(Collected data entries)
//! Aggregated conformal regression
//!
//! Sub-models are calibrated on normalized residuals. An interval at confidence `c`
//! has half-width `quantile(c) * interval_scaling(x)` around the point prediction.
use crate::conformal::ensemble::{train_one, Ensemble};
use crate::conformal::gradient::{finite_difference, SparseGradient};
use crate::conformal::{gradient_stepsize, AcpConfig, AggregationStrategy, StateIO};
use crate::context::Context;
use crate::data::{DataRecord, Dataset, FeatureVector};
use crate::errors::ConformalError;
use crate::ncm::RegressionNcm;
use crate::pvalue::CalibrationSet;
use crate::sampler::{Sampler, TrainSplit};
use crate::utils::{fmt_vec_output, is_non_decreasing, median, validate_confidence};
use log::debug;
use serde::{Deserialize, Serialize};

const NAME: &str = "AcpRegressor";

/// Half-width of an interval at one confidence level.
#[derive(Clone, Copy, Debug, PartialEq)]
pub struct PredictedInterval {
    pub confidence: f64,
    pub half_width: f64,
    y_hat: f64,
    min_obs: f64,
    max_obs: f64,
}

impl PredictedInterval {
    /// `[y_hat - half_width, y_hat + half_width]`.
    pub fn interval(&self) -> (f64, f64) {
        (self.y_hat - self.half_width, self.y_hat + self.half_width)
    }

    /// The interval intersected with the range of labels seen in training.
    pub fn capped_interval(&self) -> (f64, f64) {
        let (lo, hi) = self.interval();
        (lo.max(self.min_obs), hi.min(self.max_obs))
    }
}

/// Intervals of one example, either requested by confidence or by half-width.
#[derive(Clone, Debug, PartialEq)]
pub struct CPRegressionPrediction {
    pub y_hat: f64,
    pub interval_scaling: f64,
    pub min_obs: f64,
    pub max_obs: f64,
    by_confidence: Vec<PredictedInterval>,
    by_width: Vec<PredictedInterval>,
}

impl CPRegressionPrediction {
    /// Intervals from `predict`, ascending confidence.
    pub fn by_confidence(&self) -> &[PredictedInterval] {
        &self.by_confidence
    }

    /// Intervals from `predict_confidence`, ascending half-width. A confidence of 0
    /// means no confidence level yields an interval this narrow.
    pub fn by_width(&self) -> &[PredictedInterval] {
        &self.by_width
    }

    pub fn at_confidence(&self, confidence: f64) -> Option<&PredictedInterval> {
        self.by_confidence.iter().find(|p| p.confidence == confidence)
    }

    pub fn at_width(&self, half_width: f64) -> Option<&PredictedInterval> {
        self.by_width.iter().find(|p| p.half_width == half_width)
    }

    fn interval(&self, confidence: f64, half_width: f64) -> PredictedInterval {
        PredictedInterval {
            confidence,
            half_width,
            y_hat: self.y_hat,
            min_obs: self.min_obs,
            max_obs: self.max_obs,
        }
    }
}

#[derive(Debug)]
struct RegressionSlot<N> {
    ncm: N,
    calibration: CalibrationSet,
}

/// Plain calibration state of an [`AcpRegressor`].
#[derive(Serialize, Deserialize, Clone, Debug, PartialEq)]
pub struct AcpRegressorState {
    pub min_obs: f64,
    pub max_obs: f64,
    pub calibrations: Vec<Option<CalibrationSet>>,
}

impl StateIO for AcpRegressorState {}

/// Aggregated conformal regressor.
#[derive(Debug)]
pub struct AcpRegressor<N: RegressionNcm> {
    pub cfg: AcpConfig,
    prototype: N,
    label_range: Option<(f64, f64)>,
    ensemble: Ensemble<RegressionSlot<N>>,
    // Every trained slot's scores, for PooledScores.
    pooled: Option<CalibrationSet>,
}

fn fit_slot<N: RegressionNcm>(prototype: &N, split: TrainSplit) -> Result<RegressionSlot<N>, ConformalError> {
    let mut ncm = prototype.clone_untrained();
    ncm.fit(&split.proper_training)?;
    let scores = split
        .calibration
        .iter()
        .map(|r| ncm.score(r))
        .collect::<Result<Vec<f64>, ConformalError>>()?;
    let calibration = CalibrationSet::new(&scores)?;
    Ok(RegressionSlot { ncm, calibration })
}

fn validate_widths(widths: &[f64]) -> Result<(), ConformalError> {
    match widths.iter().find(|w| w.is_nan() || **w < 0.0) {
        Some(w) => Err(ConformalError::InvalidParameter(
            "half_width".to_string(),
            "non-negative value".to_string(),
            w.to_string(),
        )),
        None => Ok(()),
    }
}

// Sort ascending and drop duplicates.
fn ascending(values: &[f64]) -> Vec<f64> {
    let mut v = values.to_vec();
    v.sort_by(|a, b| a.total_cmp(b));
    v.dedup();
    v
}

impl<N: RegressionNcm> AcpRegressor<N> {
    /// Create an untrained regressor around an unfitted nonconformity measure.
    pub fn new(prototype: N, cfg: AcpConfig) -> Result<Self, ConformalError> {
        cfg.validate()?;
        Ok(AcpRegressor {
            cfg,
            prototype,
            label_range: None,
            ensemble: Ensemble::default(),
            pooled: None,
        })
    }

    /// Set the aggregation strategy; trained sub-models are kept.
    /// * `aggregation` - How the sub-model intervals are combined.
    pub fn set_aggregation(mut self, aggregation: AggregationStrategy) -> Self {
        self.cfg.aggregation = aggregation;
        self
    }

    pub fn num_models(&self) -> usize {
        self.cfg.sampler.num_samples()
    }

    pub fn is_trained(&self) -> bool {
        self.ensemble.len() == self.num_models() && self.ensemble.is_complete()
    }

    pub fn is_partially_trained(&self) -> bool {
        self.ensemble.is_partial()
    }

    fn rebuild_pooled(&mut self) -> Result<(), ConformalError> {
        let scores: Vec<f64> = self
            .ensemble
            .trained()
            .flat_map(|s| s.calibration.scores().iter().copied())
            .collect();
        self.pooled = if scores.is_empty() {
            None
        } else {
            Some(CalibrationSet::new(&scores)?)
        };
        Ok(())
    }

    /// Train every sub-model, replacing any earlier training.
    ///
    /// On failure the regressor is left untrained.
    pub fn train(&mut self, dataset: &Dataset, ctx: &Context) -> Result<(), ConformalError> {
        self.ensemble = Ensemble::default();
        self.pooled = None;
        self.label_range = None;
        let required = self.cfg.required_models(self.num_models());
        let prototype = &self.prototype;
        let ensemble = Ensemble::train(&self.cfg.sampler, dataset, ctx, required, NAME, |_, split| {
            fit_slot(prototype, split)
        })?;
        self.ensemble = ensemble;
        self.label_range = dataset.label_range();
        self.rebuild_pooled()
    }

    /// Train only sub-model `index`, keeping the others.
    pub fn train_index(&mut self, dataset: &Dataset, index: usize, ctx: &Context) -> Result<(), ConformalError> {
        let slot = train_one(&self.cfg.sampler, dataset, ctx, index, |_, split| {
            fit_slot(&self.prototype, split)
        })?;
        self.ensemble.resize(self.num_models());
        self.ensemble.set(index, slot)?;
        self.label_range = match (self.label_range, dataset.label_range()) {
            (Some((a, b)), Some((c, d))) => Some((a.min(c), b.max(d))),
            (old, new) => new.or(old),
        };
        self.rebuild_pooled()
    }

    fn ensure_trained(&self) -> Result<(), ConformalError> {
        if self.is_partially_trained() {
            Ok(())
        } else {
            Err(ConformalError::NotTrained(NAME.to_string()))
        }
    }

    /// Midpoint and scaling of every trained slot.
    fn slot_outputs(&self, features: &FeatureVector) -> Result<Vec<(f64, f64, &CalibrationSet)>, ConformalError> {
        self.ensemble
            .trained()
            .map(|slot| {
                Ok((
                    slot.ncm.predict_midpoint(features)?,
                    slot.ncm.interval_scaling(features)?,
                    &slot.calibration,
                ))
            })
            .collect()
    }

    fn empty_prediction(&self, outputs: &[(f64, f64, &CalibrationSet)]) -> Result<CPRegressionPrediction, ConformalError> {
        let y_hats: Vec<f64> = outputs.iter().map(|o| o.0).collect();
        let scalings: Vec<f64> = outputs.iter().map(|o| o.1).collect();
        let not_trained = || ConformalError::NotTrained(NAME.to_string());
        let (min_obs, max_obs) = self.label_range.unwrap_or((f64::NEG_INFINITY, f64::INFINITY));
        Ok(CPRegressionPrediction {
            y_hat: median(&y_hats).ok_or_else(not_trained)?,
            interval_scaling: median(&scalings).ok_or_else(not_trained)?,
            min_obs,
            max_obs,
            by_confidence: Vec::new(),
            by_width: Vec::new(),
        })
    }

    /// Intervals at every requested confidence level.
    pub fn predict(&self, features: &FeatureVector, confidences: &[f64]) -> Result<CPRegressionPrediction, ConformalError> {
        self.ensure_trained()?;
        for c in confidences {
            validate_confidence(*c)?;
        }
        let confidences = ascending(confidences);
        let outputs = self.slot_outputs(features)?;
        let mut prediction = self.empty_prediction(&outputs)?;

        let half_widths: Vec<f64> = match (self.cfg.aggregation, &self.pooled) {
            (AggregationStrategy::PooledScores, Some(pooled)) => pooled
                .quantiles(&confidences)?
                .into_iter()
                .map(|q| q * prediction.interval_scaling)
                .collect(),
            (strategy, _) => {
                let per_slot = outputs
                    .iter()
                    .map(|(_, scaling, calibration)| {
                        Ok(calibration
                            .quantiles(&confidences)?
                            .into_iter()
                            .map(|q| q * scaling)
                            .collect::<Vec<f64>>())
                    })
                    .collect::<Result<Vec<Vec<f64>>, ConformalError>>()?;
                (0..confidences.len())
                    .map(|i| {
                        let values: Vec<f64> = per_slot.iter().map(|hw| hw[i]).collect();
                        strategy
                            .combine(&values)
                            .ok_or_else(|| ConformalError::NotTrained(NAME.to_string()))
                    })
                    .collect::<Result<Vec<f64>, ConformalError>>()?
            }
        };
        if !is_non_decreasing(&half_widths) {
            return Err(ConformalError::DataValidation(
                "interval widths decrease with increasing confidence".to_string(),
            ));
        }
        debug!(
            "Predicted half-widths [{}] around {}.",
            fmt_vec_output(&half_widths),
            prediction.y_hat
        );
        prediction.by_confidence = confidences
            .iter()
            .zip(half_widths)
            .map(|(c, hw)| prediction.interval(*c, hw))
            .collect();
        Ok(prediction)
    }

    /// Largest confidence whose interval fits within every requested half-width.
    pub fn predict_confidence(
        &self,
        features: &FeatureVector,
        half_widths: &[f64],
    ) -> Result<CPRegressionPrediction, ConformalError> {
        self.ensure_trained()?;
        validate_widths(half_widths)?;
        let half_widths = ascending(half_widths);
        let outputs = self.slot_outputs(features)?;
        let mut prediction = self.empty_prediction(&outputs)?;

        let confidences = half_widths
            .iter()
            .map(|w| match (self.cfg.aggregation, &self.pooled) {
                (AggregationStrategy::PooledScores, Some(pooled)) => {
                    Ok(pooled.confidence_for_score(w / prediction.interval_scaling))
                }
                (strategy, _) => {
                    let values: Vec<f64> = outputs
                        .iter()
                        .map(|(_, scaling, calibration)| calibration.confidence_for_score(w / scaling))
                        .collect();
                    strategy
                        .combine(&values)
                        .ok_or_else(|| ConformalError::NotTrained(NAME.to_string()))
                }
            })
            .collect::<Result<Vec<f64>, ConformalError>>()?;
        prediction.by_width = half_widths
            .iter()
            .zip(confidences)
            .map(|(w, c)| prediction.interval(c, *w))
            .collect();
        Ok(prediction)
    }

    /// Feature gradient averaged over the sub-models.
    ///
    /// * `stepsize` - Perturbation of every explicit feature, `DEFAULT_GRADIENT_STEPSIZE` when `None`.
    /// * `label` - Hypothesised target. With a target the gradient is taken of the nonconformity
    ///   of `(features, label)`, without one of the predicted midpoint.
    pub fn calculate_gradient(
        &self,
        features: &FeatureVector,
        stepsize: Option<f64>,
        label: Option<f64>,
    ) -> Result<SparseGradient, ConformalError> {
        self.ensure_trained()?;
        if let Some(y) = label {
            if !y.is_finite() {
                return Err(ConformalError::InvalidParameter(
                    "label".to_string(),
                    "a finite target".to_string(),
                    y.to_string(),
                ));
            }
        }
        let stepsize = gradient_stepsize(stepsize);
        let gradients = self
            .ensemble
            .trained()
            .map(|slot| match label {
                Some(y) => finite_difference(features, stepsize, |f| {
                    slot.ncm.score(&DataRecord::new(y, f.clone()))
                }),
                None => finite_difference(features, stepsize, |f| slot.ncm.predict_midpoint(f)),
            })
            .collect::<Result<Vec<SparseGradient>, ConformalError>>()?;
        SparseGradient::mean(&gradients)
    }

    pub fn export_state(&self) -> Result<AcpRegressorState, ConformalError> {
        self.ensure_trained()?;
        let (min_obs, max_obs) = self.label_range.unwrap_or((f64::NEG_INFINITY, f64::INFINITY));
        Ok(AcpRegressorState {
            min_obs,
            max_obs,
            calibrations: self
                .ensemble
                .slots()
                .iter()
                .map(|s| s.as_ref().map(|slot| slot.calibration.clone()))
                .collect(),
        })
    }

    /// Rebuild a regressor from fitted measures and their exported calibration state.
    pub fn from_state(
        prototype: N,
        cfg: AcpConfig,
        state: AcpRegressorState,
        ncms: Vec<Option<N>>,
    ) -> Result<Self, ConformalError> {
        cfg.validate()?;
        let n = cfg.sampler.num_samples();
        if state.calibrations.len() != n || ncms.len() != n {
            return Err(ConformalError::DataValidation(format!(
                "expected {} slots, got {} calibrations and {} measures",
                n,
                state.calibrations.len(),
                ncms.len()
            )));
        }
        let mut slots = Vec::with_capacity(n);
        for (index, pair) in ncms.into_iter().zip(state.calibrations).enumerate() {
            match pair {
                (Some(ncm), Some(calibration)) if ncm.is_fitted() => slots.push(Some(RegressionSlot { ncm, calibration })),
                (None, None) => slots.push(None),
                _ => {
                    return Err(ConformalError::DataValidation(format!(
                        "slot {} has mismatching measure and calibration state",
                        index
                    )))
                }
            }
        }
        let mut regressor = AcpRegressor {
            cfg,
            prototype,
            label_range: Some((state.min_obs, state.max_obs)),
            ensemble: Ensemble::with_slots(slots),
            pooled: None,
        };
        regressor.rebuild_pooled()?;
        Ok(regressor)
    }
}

◆ **EXERCISE PROMPT**
Throughout the data above, report every line that contains the string "return".

◆ **YOUR RESPONSE**
            return Err(ConformalError::DataValidation(
                return Err(ConformalError::InvalidParameter(
            return Err(ConformalError::DataValidation(format!(
                    return Err(ConformalError::DataValidation(format!(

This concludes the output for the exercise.